My name is Thomas (John 20:19-31 and Acts 2:14a and 22-32)

Caravagio's 'The incredulity of Saint Thomas'.  Although today commentators think that Thomas did not in fact touch Jesus' wounds as it is not mentioned in scripture that he did, it was a long-held view that he did. (Wiki Commons http://en.wikipedia.org/wiki/File:Caravaggio_-_The_Incredulity_of_Saint_Thomas.jpg)

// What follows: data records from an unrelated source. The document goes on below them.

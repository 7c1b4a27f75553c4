//! The management unit ("EAG").
//!
//! An `Eag` owns its buckets, exactly one open water and its input series.
//! It can be used on its own or as part of a [`Gaf`](crate::gaf::Gaf).

use std::collections::HashMap;

use polars::prelude::*;
use rayon::prelude::*;

use crate::aggregation;
use crate::bucket::{Bucket, BucketFluxes, BucketId, BucketKind};
use crate::cancel::CancelToken;
use crate::chloride;
use crate::config::ChlorideConfig;
use crate::error::{Result, WbError};
use crate::parameters::{ParameterRow, ParameterTable};
use crate::schema::series as input;
use crate::schema::{parameters, timeseries::DATE_TIME};
use crate::timeseries;
use crate::water::{WaterModel, WaterState};
use crate::window::SimWindow;

pub struct Eag {
    id: Option<i64>,
    name: String,
    /// Name of the region this unit pulls its series from
    region: Option<String>,
    buckets: Vec<Box<dyn Bucket>>,
    /// Bucket id → position in `buckets`
    bucket_index: HashMap<BucketId, usize>,
    water: Option<Box<dyn WaterModel>>,
    series: DataFrame,
    parameters: Option<ParameterTable>,
    bucket_fluxes: Vec<BucketFluxes>,
    water_state: Option<WaterState>,
    /// Open water that produced `water_state`
    water_run: Option<WaterRun>,
}

/// Id and area of the open water at simulation time.
#[derive(Debug, Clone, Copy)]
struct WaterRun {
    id: BucketId,
    area: f64,
}

impl Eag {
    pub fn new(id: Option<i64>, name: &str) -> Self {
        Self {
            id,
            name: name.to_string(),
            region: None,
            buckets: Vec::new(),
            bucket_index: HashMap::new(),
            water: None,
            series: DataFrame::empty(),
            parameters: None,
            bucket_fluxes: Vec::new(),
            water_state: None,
            water_run: None,
        }
    }

    /// Pull `prec` and `evap` from the named region before each simulation.
    pub fn with_region(mut self, region: &str) -> Self {
        self.region = Some(region.to_string());
        self
    }

    pub fn id(&self) -> Option<i64> {
        self.id
    }

    pub fn name(&self) -> &str {
        &self.name
    }

    pub fn region(&self) -> Option<&str> {
        self.region.as_deref()
    }

    // ── Structure ───────────────────────────────────────────────────────────

    /// Add a bucket. Fails on a duplicate id unless `replace` is set.
    pub fn add_bucket(&mut self, bucket: Box<dyn Bucket>, replace: bool) -> Result<()> {
        let id = bucket.id();
        if self.water.as_ref().is_some_and(|w| w.id() == id) {
            return Err(WbError::DuplicateBucket(id));
        }
        match self.bucket_index.get(&id) {
            Some(&pos) if replace => self.buckets[pos] = bucket,
            Some(_) => return Err(WbError::DuplicateBucket(id)),
            None => {
                self.bucket_index.insert(id, self.buckets.len());
                self.buckets.push(bucket);
            }
        }
        Ok(())
    }

    /// Set the open water. Fails if one is present unless `replace` is set.
    pub fn add_water(&mut self, water: Box<dyn WaterModel>, replace: bool) -> Result<()> {
        if self.water.is_some() && !replace {
            return Err(WbError::DuplicateWater);
        }
        if self.bucket_index.contains_key(&water.id()) {
            return Err(WbError::DuplicateBucket(water.id()));
        }
        self.water = Some(water);
        Ok(())
    }

    pub fn bucket(&self, id: BucketId) -> Option<&dyn Bucket> {
        self.bucket_index.get(&id).map(|&pos| self.buckets[pos].as_ref())
    }

    pub fn buckets(&self) -> impl Iterator<Item = &dyn Bucket> {
        self.buckets.iter().map(|b| b.as_ref())
    }

    pub fn water(&self) -> Option<&dyn WaterModel> {
        self.water.as_deref()
    }

    /// Bucket ids with their kinds, in insertion order.
    pub fn bucket_kinds(&self) -> Vec<(BucketId, BucketKind)> {
        self.buckets.iter().map(|b| (b.id(), b.kind())).collect()
    }

    // ── Series ──────────────────────────────────────────────────────────────

    pub fn series(&self) -> &DataFrame {
        &self.series
    }

    pub fn set_series(&mut self, series: DataFrame) -> Result<()> {
        timeseries::time_index(&series)?;
        self.series = series;
        Ok(())
    }

    /// Copy `prec` and `evap` from the region series.
    ///
    /// Takes the region's index when the unit has no series yet; otherwise
    /// both indices must match.
    pub fn load_series_from_region(&mut self, region_series: &DataFrame) -> Result<()> {
        let columns = [DATE_TIME, input::PRECIPITATION, input::EVAPORATION];
        if self.series.width() == 0 {
            self.series = region_series.select(columns)?;
            return Ok(());
        }
        if timeseries::time_index(&self.series)? != timeseries::time_index(region_series)? {
            return Err(WbError::General(format!(
                "series index of unit '{}' differs from its region",
                self.name
            )));
        }
        for name in [input::PRECIPITATION, input::EVAPORATION] {
            let column = region_series
                .column(name)
                .map_err(|_| WbError::MissingColumn(name.to_string()))?
                .clone();
            self.series.with_column(column)?;
        }
        Ok(())
    }

    // ── Parameters ──────────────────────────────────────────────────────────

    pub fn parameters(&self) -> Option<&ParameterTable> {
        self.parameters.as_ref()
    }

    /// The default parameter rows declared by the buckets, tagged with their ids.
    pub fn get_init_parameters(&self) -> Result<ParameterTable> {
        let rows: Vec<ParameterRow> = self
            .buckets
            .iter()
            .flat_map(|b| {
                let id = b.id();
                b.default_parameters().into_iter().map(move |mut row| {
                    row.bucket_id = id;
                    row
                })
            })
            .collect();
        ParameterTable::from_rows(&rows)
    }

    // ── Simulation ──────────────────────────────────────────────────────────

    pub fn simulate(&mut self, parameters: ParameterTable, window: &SimWindow) -> Result<()> {
        self.simulate_with(parameters, window, &CancelToken::new())
    }

    /// Simulate all buckets, then the open water.
    ///
    /// Buckets run in parallel, each with the parameter rows it owns. The open
    /// water runs once all buckets are done and receives their fluxes. Any
    /// failure aborts the run and leaves the unit without results.
    pub fn simulate_with(
        &mut self,
        parameters: ParameterTable,
        window: &SimWindow,
        cancel: &CancelToken,
    ) -> Result<()> {
        let water = self
            .water
            .as_deref()
            .ok_or_else(|| WbError::MissingWater(self.name.clone()))?;

        self.bucket_fluxes.clear();
        self.water_state = None;
        self.water_run = None;

        let mut known: Vec<BucketId> = self.buckets.iter().map(|b| b.id()).collect();
        known.push(water.id());
        let unresolved = parameters.unresolved(&known);
        if !unresolved.is_empty() {
            tracing::warn!(
                unit = %self.name,
                rows = unresolved.len(),
                "parameter rows owned by no bucket are ignored"
            );
        }

        cancel.checkpoint()?;
        let series = &self.series;
        let fluxes = self
            .buckets
            .par_iter()
            .map(|bucket| -> Result<BucketFluxes> {
                let id = bucket.id();
                let params = parameters.for_bucket(id);
                if params.is_empty() {
                    tracing::warn!(unit = %self.name, "{}", WbError::UnresolvedParameter(id));
                }
                tracing::info!(unit = %self.name, bucket = id, kind = %bucket.kind(), "simulating bucket");
                let fluxes = bucket
                    .simulate(&params, window, series)
                    .map_err(|e| e.in_bucket(id))?;
                Ok(BucketFluxes {
                    id,
                    kind: bucket.kind(),
                    area: bucket.area(),
                    fluxes,
                })
            })
            .collect::<Result<Vec<_>>>()?;

        cancel.checkpoint()?;
        tracing::info!(unit = %self.name, water = water.id(), "simulating open water");
        let state = water
            .simulate(&parameters.for_bucket(water.id()), window, series, &fluxes)
            .map_err(|e| e.in_bucket(water.id()))?;
        let run = WaterRun {
            id: water.id(),
            area: water.area(),
        };

        self.parameters = Some(parameters);
        self.bucket_fluxes = fluxes;
        self.water_state = Some(state);
        self.water_run = Some(run);
        Ok(())
    }

    /// Bucket fluxes of the last run, in bucket order.
    pub fn bucket_fluxes(&self) -> &[BucketFluxes] {
        &self.bucket_fluxes
    }

    pub fn water_state(&self) -> Option<&WaterState> {
        self.water_state.as_ref()
    }

    /// State of the last run together with the water that produced it.
    fn simulated(&self) -> Result<(WaterRun, &WaterState)> {
        match (self.water_run, self.water_state.as_ref()) {
            (Some(run), Some(state)) => Ok((run, state)),
            _ => Err(WbError::General(format!(
                "unit '{}' has not been simulated",
                self.name
            ))),
        }
    }

    // ── Derived series ──────────────────────────────────────────────────────

    /// Category fluxes of the last run. See [`aggregation::aggregate_fluxes`].
    ///
    /// Buckets are classified as they were when simulated; structure changes
    /// made since then take effect on the next run.
    pub fn aggregate_fluxes(&self) -> Result<DataFrame> {
        let (_, state) = self.simulated()?;
        let kinds: Vec<(BucketId, BucketKind)> =
            self.bucket_fluxes.iter().map(|b| (b.id, b.kind)).collect();
        aggregation::aggregate_fluxes(&state.fluxes, &kinds)
    }

    pub fn calculate_chloride_concentration(&self) -> Result<DataFrame> {
        self.calculate_chloride_concentration_with(&ChlorideConfig::default())
    }

    /// Chloride mass and concentration of the open water.
    ///
    /// The initial volume is `(hTarget − hBottom) × area` of the open water.
    pub fn calculate_chloride_concentration_with(&self, config: &ChlorideConfig) -> Result<DataFrame> {
        let (water, state) = self.simulated()?;
        let params = self
            .parameters
            .as_ref()
            .ok_or_else(|| WbError::MissingParameter(parameters::H_TARGET.to_string()))?;

        let h_target = params.single(parameters::H_TARGET, Some(water.id))?;
        let h_bottom = params.single(parameters::H_BOTTOM, Some(water.id))?;
        let initial_volume = (h_target - h_bottom) * water.area;

        let fluxes = self.aggregate_fluxes()?;
        chloride::chloride_balance(&fluxes, &state.storage_by_time()?, initial_volume, config)
    }

    /// Index-only frame for water fractions; no fractions are computed yet.
    pub fn calculate_fractions(&self) -> Result<DataFrame> {
        let fluxes = self.aggregate_fluxes()?;
        Ok(fluxes.select([DATE_TIME])?)
    }
}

Caravagio’s ‘The incredulity of Saint Thomas’.
Although today commentators think that Thomas did not in fact touch Jesus’ wounds as it is not mentioned in scripture that he did, it was a long-held view that he did.
(Wiki Commons http://en.wikipedia.org/wiki/File:Caravaggio_-_The_Incredulity_of_Saint_Thomas.jpg)

Part 1 (confused, uncertain, slightly hyper, critical of self)

My name is Thomas.

He’s gone. Jesus that is.
Not just dead, but dead and gone. Gone from his tomb.
Peter, Peter said so. John backed him up.

Mary, well Mary Magdalene, she reckons he spoke to her.
Outside the tomb when she hung around after Peter and John had left.
But she told us that he had said he was going.
Returning to his Father. Father God.
His Father, our God.
Our Father, his… him… his God.
So he wasn’t God after all, like we’d almost started to believe.
Was he?

So perhaps he rose from the dead, but he’s gone again.
Jesus is properly gone.

At least that what I thought at lunchtime yesterday.

The rest of them, they met up last night.

The story was out, that Jesus was gone from his tomb and us lot,
well we were getting the blame.
Can’t think why we’d want to steal Jesus’ body,
or how the heck we’d hide it
given the smell of a bloodied copse after three days in this heat;
but I wasn’t going to risk getting picked up by the authorities and taking the blame.
I was more sure of seeing the others in daylight today,
when the risks were fewer.

So, I stayed home, whilst the rest of them got together in that room.
I think the intention was to try and remember what Jesus had said,
and work out what the heck was was going on.
The rest of them?
They’re nearly as unsure as I am!

Anyway, apparently he hadn’t gone.
Jesus that is.
Because he showed up.
That’s what they’ve told me to today.

They’d been careful to lock themselves in.
The shutters were closed, the doors locked.
And apparently, he just appeared.

We’ve been together three years now,
and witnessed a lot of strange things on our journeys with Jesus.
Signs and wonders that would have been beyond belief,
if I hadn’t seen them with my own eyes.

I’d actually made us go with him,
when Jesus went to Lazarus’ sisters after the lad died. (John 11)
So yes, I know Jesus raised him from the dead.
But the stone was removed first; I watched them do it.
And when he came out, he shuffled and staggered,
all wrapped up in his death bandages and stuff as he was.
Lazarus didn’t roll his bandages up neatly and leave them on the side,
and then just stroll through a wall, or a door, a few hours later;
which is what the guys are saying happened last night.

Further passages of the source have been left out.